Saved entries:
——————
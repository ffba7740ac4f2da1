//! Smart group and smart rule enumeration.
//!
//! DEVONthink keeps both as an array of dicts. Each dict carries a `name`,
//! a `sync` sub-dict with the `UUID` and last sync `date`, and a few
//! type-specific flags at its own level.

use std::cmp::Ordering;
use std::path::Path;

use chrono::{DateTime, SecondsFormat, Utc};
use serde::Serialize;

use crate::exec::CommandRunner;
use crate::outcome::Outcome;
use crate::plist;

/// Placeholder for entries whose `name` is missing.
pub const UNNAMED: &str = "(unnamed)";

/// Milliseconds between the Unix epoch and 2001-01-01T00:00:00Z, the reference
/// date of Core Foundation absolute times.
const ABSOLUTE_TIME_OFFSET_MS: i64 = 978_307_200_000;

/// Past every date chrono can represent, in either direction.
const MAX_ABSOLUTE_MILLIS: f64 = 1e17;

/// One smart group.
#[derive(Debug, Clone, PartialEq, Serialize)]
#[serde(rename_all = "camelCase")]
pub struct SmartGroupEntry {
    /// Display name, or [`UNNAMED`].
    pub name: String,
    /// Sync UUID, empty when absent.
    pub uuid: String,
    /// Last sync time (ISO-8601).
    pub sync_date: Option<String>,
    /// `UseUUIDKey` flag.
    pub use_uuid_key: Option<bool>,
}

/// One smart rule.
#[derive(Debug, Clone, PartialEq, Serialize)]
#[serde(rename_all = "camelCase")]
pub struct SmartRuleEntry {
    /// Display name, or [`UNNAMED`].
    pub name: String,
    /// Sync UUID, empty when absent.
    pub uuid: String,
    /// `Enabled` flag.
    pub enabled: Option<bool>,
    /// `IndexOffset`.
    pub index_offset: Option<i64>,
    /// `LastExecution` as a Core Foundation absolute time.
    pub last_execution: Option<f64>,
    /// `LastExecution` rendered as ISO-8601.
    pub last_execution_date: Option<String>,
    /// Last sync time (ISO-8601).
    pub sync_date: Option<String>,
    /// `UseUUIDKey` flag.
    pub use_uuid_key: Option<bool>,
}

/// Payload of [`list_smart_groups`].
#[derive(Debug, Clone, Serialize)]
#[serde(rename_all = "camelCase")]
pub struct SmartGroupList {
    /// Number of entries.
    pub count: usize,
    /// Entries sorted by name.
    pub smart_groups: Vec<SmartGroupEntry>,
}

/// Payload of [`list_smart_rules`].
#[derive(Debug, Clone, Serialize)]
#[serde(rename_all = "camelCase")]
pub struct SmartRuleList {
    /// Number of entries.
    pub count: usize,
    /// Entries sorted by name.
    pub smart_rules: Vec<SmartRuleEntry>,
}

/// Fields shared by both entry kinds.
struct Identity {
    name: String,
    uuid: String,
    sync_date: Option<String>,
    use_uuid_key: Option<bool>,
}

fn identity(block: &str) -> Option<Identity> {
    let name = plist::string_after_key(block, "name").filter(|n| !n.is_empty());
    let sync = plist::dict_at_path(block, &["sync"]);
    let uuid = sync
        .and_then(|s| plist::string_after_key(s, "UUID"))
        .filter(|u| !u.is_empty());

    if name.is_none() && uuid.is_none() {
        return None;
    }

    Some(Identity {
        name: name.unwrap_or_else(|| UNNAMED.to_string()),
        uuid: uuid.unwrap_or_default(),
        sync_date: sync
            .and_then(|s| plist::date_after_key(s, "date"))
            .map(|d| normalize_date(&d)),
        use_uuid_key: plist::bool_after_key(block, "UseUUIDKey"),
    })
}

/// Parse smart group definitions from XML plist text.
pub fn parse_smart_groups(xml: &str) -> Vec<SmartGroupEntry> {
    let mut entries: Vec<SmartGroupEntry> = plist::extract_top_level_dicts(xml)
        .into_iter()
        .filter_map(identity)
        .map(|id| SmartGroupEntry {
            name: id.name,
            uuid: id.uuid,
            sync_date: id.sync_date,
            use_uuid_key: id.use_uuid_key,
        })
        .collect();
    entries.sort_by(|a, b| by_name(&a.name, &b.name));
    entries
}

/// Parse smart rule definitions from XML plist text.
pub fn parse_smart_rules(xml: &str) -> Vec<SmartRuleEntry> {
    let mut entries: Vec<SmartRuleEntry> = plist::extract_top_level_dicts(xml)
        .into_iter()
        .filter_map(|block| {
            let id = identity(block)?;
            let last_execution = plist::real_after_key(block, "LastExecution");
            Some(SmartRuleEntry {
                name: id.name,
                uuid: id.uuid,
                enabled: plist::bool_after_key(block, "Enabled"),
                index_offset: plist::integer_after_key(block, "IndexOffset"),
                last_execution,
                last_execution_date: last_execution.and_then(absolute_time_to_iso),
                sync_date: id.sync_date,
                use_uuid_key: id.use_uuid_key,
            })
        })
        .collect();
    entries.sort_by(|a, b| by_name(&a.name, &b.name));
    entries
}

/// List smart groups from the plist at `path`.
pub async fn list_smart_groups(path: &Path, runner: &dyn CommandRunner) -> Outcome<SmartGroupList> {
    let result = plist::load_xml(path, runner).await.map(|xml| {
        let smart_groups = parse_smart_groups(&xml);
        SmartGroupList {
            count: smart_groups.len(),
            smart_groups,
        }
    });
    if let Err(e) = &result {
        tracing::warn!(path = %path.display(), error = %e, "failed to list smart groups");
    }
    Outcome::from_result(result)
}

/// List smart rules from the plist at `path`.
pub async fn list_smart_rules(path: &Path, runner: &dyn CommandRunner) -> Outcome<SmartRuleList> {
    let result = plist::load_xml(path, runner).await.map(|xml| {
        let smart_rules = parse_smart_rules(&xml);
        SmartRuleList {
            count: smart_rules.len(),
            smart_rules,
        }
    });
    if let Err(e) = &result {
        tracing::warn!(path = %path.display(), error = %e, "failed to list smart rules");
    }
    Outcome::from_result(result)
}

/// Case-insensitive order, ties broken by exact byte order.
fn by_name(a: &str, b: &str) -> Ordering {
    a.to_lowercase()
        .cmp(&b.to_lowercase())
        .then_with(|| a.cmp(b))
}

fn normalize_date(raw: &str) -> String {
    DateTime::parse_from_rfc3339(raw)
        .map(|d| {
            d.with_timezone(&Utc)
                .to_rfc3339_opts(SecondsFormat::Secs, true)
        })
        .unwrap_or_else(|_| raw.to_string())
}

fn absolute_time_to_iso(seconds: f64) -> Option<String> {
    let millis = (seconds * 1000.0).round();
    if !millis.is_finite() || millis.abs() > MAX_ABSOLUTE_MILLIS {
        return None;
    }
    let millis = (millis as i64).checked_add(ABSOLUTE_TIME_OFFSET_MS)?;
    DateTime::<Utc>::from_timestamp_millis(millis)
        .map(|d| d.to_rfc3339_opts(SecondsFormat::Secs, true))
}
——————
* **Task requirements**: From the first line of the data through the line with "use std::cmp::Ordering;", quote each line exactly and add nothing else.

* **Task output**:
repository ffba7740ac4f2da1
//! Smart group and smart rule enumeration.
//!
//! DEVONthink keeps both as an array of dicts. Each dict carries a `name`,
//! a `sync` sub-dict with the `UUID` and last sync `date`, and a few
//! type-specific flags at its own level.

use std::cmp::Ordering;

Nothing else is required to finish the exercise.